Business & Finance

Sportswear giant Adidas-Solomon stepped up its challenge to arch-rival Nike Inc. by buying Reebok for $3.8 billion in what chief executive Herbert Hainer called a "once-in-a-lifetime opportunity." The fused businesses will have about a 21 percent share of the huge US athletic shoe market, compared to Nike's 36 percent. The deal also gives Adidas access to Reebok's clothing licenses with the National Football League and National Basketball Association. Reebok is based in Canton, Mass.; Adidas-Solomon in Herzogenaurach, Germany.

An improved buyout offer of $6.4 billion still isn't enough, the world's largest producer of gypsum drywall said, setting up the prospect of a hostile takeover fight. The board of BPB PLC called the proposal by building-materials giant Saint-Gobain of France "unwelcome" and said it would not hesitate to recommend that shareholders reject it. Originally, Saint-Gobain offered $5.9 billion. BPB is based in Slough, England.

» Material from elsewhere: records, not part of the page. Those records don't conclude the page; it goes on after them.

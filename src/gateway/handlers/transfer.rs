//! Transfer handlers

use std::sync::Arc;

use axum::{
    Json,
    extract::{Path, State, rejection::JsonRejection},
};

use super::super::state::AppState;
use super::super::types::{ApiError, ApiResult, TransferRequest, TransferResponse, created, ok};
use super::reject_body;
use crate::error::LedgerError;
use crate::validation::validate_transfer;

/// Move funds between two accounts
///
/// POST /transactions
#[utoipa::path(
    post,
    path = "/transactions",
    request_body = TransferRequest,
    responses(
        (status = 201, description = "Transfer committed", body = TransferResponse, content_type = "application/json"),
        (status = 400, description = "Invalid amount or self-transfer"),
        (status = 404, description = "Source or destination account not found"),
        (status = 409, description = "Concurrent updates kept conflicting; safe to retry"),
        (status = 422, description = "Insufficient funds"),
        (status = 503, description = "Storage unavailable; safe to retry")
    ),
    tag = "Transfer"
)]
pub async fn create_transfer(
    State(state): State<Arc<AppState>>,
    body: Result<Json<TransferRequest>, JsonRejection>,
) -> ApiResult<TransferResponse> {
    let Json(req) = body.map_err(reject_body)?;
    let intent = validate_transfer(&req)?;
    let transfer = state.engine.process_transfer(&intent).await?;
    created(TransferResponse::from(&transfer))
}

/// Fetch a committed transfer record
///
/// GET /transactions/{transaction_id}
#[utoipa::path(
    get,
    path = "/transactions/{transaction_id}",
    params(
        ("transaction_id" = u64, Path, description = "Transfer ID")
    ),
    responses(
        (status = 200, description = "Transfer record", body = TransferResponse, content_type = "application/json"),
        (status = 400, description = "Malformed transfer id"),
        (status = 404, description = "Transfer not found")
    ),
    tag = "Transfer"
)]
pub async fn get_transfer(
    State(state): State<Arc<AppState>>,
    Path(transaction_id): Path<String>,
) -> ApiResult<TransferResponse> {
    let id: u64 = transaction_id.parse().map_err(|_| {
        ApiError::bad_request(format!("invalid transaction id: {:?}", transaction_id))
    })?;
    if id == 0 || id > crate::core_types::MAX_STORABLE_ID {
        return Err(LedgerError::TransferNotFound(id).into());
    }
    let transfer = state.engine.get_transfer(id).await?;
    ok(TransferResponse::from(&transfer))
}
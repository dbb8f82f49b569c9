//! Account management module
//!
//! Account records and the repository that creates and fetches them.
//! Balances change only through the transfer engine.

pub mod models;
pub mod repository;

// Re-export commonly used types
pub use models::{Account, NewAccount};
pub use repository::AccountRepository;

Dynegy, the Houston company that has felt the aftershocks of Enron's collapse more closely than most others in the energy business, said it will sell its natural gas- processing business to Targa Resources Inc. for $2.48 billion. The deal means that privately held Targa, which also is based in Houston, will have 11,000 miles of pipelines stretching from Mississippi to New Mexico, the Houston Chronicle reported. Dynegy, which has been trying to avoid bankruptcy in Enron's wake, has positioned itself solely as an electric utility primed for consolidation with other energy companies.

Investors in Enron won another major financial victory Tuesday, when Canadian Imperial Bank of Commerce (CIBC) agreed to pay $2.4 billion to settle claims that it helped conceal heavy losses at the collapsed energy trader. The sum is the largest to date among Enron's former bankers. In June, J.P. Morgan Chase and Citigroup each agreed to compensate investors by $2.2 billion. CIBC is based in Toronto, and analysts noted that the payment will be larger than its profit for fiscal 2004.

With interest growing in the development of western Canada's oil sands, Deer Creek Energy Ltd. of Calgary, Alberta, said it has agreed to be acquired for $1.12 billion by a subsidiary of France's Total SA. Deer Creek controls 84 percent of a project that ultimately is expected to yield 200,000 barrels a day of crude from northern Alberta's Athabasca sands. On Tuesday, the Canadian operator of a pipeline that services the Athabasca region was taken over by Kinder Morgan of Houston for $5.6 billion.